QUESTION:
Mr Armstrong;
You have written that the Federal Reserve remains on track to raise interest rates later this year and this will accelerate the capital inflows driving the dollar higher. You previously warned that this will also set off further defaults in emerging market debt and you have also said that the pension funds desperately need higher rates to survive. But higher rates will blow up the government budget. This seems like a real mess. Is there any way out of this nightmare?
Thanks
JF
ANSWER: NO, this is all inevitable. The Fed will be forced to raise rates, and both Congress and the media will blame them for not raising rates sooner and for creating an asset bubble. They will have no choice because that is their job, as expected from the public at large. Even in Australia and Canada where there are real estate booms going on in Sydney and Toronto, criticism is rising attributing the booms to low interest rates when in fact it is foreign capital inflows that have some calling Canada the new Switzerland. The problem is always blinders on with analysts who only see everything domestically and are ignorant of international capital flows. They play with government budgets and money supply and attribute everything to domestic consequences. They help to keep the majority the victim in these major international events. We have asset bubbles in property that will be blamed on low interest rates when it is driven by capital flows. The Chinese are the biggest ticket buyers in US property while Canadians are the biggest buyer in the number of properties in the United States. So just like the 1987 Crash caused by the G5 currency manipulation, the domestic analysts always turn out to be the fool since they cannot see the wildcard coming in from the outside.
The Fed will have to act regardless of the impact upon the Federal budget. They raised rates under Volcker to insane levels, despite the fact that it raised the national debt from $1 trillion to $6 trillion on interest rates alone. So, the budget has NEVER prevented the Fed from raising or lowering interest rates in the past. However, raising rates in this environment will cause national debts to explode. This is the Fed now trapped and this is what central banks are scared about. They have lost control and the old theories are collapsing. The desperate move is to tax money, eliminate cash, and go negative on rates but that too would compel selling of government debt producing the same net effect as raising rates – eventual monetization. Negative rates will compel the central banks to buy the debt when private entities will not while raising interest rates will explode the deficits. Either way leads to monetization. Manipulating interest rates is its only real tool. Buying in paper as in QE1 to 3 is indirect and there is no guarantee those who sell them the debt are domestic holders so the stimulus leaves.
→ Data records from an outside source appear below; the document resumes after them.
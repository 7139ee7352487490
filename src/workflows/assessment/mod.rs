//! Assessment scoring and priority-classification pipeline.
//!
//! One import task covers one uploaded score sheet for one issue type: the
//! active rule set is snapshotted once, every row is matched to a beneficiary,
//! its `"<actual>/<max>"` score is parsed and normalized to 0-100, and the
//! actual score is classified against the snapshot's inclusive ranges. One
//! append-only [`AssessmentResult`] is written per resolved row.

pub mod domain;
pub mod memory;
pub mod repository;
pub mod rules;
pub mod score;
pub mod service;
pub mod sheet;

#[cfg(test)]
mod tests;

pub use domain::{
    AssessmentResult, BeneficiaryId, IssueTypeId, NewAssessmentResult, PriorityLabel, ResultId,
    RuleId, SuggestedPriority, UserId,
};
pub use memory::{MemoryDirectory, MemoryResultStore, MemoryRuleStore, SeedError};
pub use repository::{
    AssessmentResultStore, BeneficiaryDirectory, DirectoryError, PriorityRuleStore, ResultWriter,
    StoreError,
};
pub use rules::{PriorityRule, RuleSnapshot};
pub use score::{normalize, parse_raw_score};
pub use service::{AssessmentImportError, AssessmentImportService};
pub use sheet::{ScoreSheetRow, SheetError};
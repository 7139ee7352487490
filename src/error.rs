use crate::config::ConfigError;
use crate::telemetry::TelemetryError;
use crate::workflows::assessment::{AssessmentImportError, SeedError};
use axum::http::StatusCode;
use axum::response::{IntoResponse, Response};
use axum::Json;
use serde_json::json;
use std::fmt;

#[derive(Debug)]
pub enum AppError {
    Config(ConfigError),
    Telemetry(TelemetryError),
    Io(std::io::Error),
    Server(axum::Error),
    Seed(SeedError),
    Import(AssessmentImportError),
}

impl fmt::Display for AppError {
    fn fmt(&self, f: &mut fmt::Formatter<'_>) -> fmt::Result {
        match self {
            AppError::Config(err) => write!(f, "configuration error: {}", err),
            AppError::Telemetry(err) => write!(f, "telemetry error: {}", err),
            AppError::Io(err) => write!(f, "io error: {}", err),
            AppError::Server(err) => write!(f, "server error: {}", err),
            AppError::Seed(err) => write!(f, "seed data error: {}", err),
            AppError::Import(err) => write!(f, "import error: {}", err),
        }
    }
}

impl std::error::Error for AppError {
    fn source(&self) -> Option<&(dyn std::error::Error + 'static)> {
        match self {
            AppError::Config(err) => Some(err),
            AppError::Telemetry(err) => Some(err),
            AppError::Io(err) => Some(err),
            AppError::Server(err) => Some(err),
            AppError::Seed(err) => Some(err),
            AppError::Import(err) => Some(err),
        }
    }
}

impl IntoResponse for AppError {
    fn into_response(self) -> Response {
        let status = match self {
            AppError::Seed(_) | AppError::Import(_) => StatusCode::BAD_REQUEST,
            AppError::Config(_)
            | AppError::Telemetry(_)
            | AppError::Io(_)
            | AppError::Server(_) => StatusCode::INTERNAL_SERVER_ERROR,
        };

        let body = Json(json!({ "error": self.to_string() }));
        (status, body).into_response()
    }
}

impl From<ConfigError> for AppError {
    fn from(value: ConfigError) -> Self {
        Self::Config(value)
    }
}

impl From<TelemetryError> for AppError {
    fn from(value: TelemetryError) -> Self {
        Self::Telemetry(value)
    }
}

impl From<std::io::Error> for AppError {
    fn from(value: std::io::Error) -> Self {
        Self::Io(value)
    }
}

impl From<axum::Error> for AppError {
    fn from(value: axum::Error) -> Self {
        Self::Server(value)
    }
}

impl From<SeedError> for AppError {
    fn from(value: SeedError) -> Self {
        Self::Seed(value)
    }
}

impl From<AssessmentImportError> for AppError {
    fn from(value: AssessmentImportError) -> Self {
        Self::Import(value)
    }
}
This is the classic battle between DEFLATION and INFLATION. This is the essence of BIG BANG. Governments have become addicted to low rates that it has reduced their interest rate expenditures, creating a false sense of budgets under control. When rates start to rise, that is when capital will shift from PUBLIC to PRIVATE to get away from insane government debt. That is where rates would normally rise with no bid.
Yet, we may see central banks forced into buying government debt when no one else will both if rates went negative or explode and capital flees government moving to corporate debt and shares as began to emerge during the Great Depression after the sovereign debt default of 1931. That may soften the rate rise, but it will merely transfer the debt into monetization without interest, and that will produce the ASSET INFLATION that should emerge. That will not appear because of an increase in money supply, but because of a collapse in PUBLIC CONFIDENCE.
Every slice of the debt crisis exposes another layer of insanity. The real question becomes, how far do we go before this whole nightmare explodes in our face? It looks like we have 2 years perhaps, at best. This is the Sovereign Debt Crisis and the twists and turns are very interesting, to say the least. Those who focus on only one aspect will never see the whole. This global nightmare is not going to end nicely.
The impact in the pension funds further accelerates the mess. Here, pension funds chased long-term rates to match their maturities and that drove long-term rates lower. Some have run off to emerging markets desperately trying to get yield. An uptick in rates is needed to make them solvent yet most pension funds will lose money on the uptick because their current domestic paper will decline in value and those who bought emerging market higher yield will be slammed. This will force more people to invest in stocks as well. The emerging market debt issued in dollars will blow up, and as I wrote before, municipals in Germany are starting to issue dollar debt at zero interest rates trying to play the decline in the Euro.
Obviously, there are so many layers to this debt crisis you cannot focus on just one fundamental relationship. This is a convergence of many trends going wrong all at the same time. This is the classic flaw in analysis. The typical attempt is always to reduce everything to a single cause and effect. Every government investigation tries to lay blame on one cause. This is a fools game for events are NEVER the result of a single cause. You must see the world dynamically and this is why there are so few good hedge fund managers who can grasp the world and play the capital flows no matter where they lead. The person who can only discuss matters in domestic terms will never make the cut.